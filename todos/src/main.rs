//! Demo of one todo list shared between two panels.
//!
//! Configuration is read from `TODOS_*` environment variables (see
//! [`todos::config`]). Set `RUST_LOG` to see store tracing.

use anyhow::Context;
use todos::{TodoConfig, TodoStore};
use tracing_subscriber::{layer::SubscriberExt, util::SubscriberInitExt};

// Single-threaded so the panel redraws between steps, in order
#[tokio::main(flavor = "current_thread")]
async fn main() -> anyhow::Result<()> {
    tracing_subscriber::registry()
        .with(
            tracing_subscriber::EnvFilter::try_from_default_env()
                .unwrap_or_else(|_| "todos=info,todo_store_runtime=info".into()),
        )
        .with(tracing_subscriber::fmt::layer())
        .init();

    println!("=== Shared Todos ===\n");

    let config = TodoConfig::from_env().context("loading configuration")?;
    let store = TodoStore::from_config(&config).context("creating todo store")?;

    // A display-only panel that redraws on every change
    let reader = store.reader();
    let mut snapshots = reader.subscribe();
    let display = tokio::spawn(async move {
        let mut redraws = 0_usize;
        while snapshots.changed().await.is_ok() {
            let state = snapshots.borrow_and_update().clone();
            redraws += 1;
            println!("[panel] {} todo(s)", state.count());
            for todo in &state.todos {
                let status = if todo.done { "x" } else { " " };
                println!("[panel]   [{status}] #{} {}", todo.id, todo.text);
            }
        }
        redraws
    });

    // Two editing consumers bound to the same list
    let input = store.clone();
    let list = store.clone();

    let milk = input
        .add_todo("Buy milk")
        .context("no fresh todo id left")?;
    tokio::task::yield_now().await;
    let _ = input.add_todo("Write documentation");
    tokio::task::yield_now().await;

    println!("\nRemoving #{milk} from the list panel...");
    let _ = list.remove_todo(milk);
    tokio::task::yield_now().await;

    let _ = input.add_todo("Deploy");
    tokio::task::yield_now().await;

    let final_list = store.todos();
    println!(
        "\nFinal list:\n{}",
        serde_json::to_string_pretty(&final_list).context("serializing todos")?
    );

    // Closing every handle ends the panel's subscription
    drop((store, input, list, reader));
    let redraws = display.await.context("panel task failed")?;
    println!("\nPanel redrew {redraws} time(s)");

    println!("\n=== Demo Complete ===");
    Ok(())
}
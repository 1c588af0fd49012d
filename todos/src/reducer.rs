//! Reducer logic for the todo list.
//!
//! Every transition is a pure function of the current list and one action.
//! Neither action can fail: removing an unknown id is a no-op, and so is
//! adding once the sequential id counter has run out.

use crate::types::{IdStrategy, Todo, TodoAction, TodoId, TodoState};
use todo_store_core::reducer::{Reducer, Transition};

/// Environment for the todo reducer
#[derive(Clone, Copy, Debug, Default, PartialEq, Eq)]
pub struct TodoEnvironment {
    /// How appended todos get their ids
    pub id_strategy: IdStrategy,
}

impl TodoEnvironment {
    /// Creates a new `TodoEnvironment`
    #[must_use]
    pub const fn new(id_strategy: IdStrategy) -> Self {
        Self { id_strategy }
    }
}

/// Reducer for the todo list
#[derive(Clone, Copy, Debug, Default)]
pub struct TodoReducer;

impl TodoReducer {
    /// Creates a new `TodoReducer`
    #[must_use]
    pub const fn new() -> Self {
        Self
    }

    /// Picks the id for the next appended todo, advancing the counter
    ///
    /// Returns `None` when the sequential counter is exhausted.
    fn allocate_id(state: &mut TodoState, strategy: IdStrategy) -> Option<TodoId> {
        match strategy {
            IdStrategy::Sequential => {
                let id = state.next_id?;
                state.next_id = id.checked_add(1);
                Some(TodoId::new(id))
            }
            IdStrategy::ListLength => {
                let id = u64::try_from(state.todos.len()).ok()?;
                // Keep the counter past every id if the strategy is switched later
                state.next_id = match (state.next_id, id.checked_add(1)) {
                    (Some(next), Some(after)) => Some(next.max(after)),
                    _ => None,
                };
                Some(TodoId::new(id))
            }
        }
    }
}

impl Reducer for TodoReducer {
    type State = TodoState;
    type Action = TodoAction;
    type Environment = TodoEnvironment;

    fn reduce(
        &self,
        state: &mut Self::State,
        action: Self::Action,
        env: &Self::Environment,
    ) -> Transition {
        match action {
            TodoAction::Add { text } => {
                let Some(id) = Self::allocate_id(state, env.id_strategy) else {
                    return Transition::Unchanged;
                };
                state.todos.push(Todo::new(id, text));
                Transition::Applied
            }

            TodoAction::Remove { id } => {
                let Some(index) = state.todos.iter().position(|todo| todo.id == id) else {
                    return Transition::Unchanged;
                };
                state.todos.remove(index);
                Transition::Applied
            }
        }
    }
}
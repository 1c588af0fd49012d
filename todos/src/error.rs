//! Errors raised at the edges of the todo store.
//!
//! Store operations themselves are total; only configuration and seeding can
//! fail.

use std::path::PathBuf;
use thiserror::Error;

/// Errors from loading configuration or seed data
#[derive(Error, Debug)]
pub enum TodoError {
    /// An environment variable held a value that could not be used
    #[error("Invalid value {value:?} for {var}: {reason}")]
    InvalidConfig {
        /// Variable name
        var: &'static str,
        /// Offending value
        value: String,
        /// What was expected
        reason: String,
    },

    /// The seed file could not be read
    #[error("Failed to read seed file {path}: {source}")]
    SeedIo {
        /// Seed file path
        path: PathBuf,
        /// Underlying I/O error
        #[source]
        source: std::io::Error,
    },

    /// The seed file is not a JSON array of todos
    #[error("Malformed seed file {path}: {source}")]
    SeedFormat {
        /// Seed file path
        path: PathBuf,
        /// Underlying parse error
        #[source]
        source: serde_json::Error,
    },
}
○ ○ ○
### [Prompt]
Every line of the listing above that includes "derive" should be copied out.

### [Response to the task]
#[derive(Clone, Copy, Debug, Default, PartialEq, Eq)]
#[derive(Clone, Copy, Debug, Default)]
#[derive(Error, Debug)]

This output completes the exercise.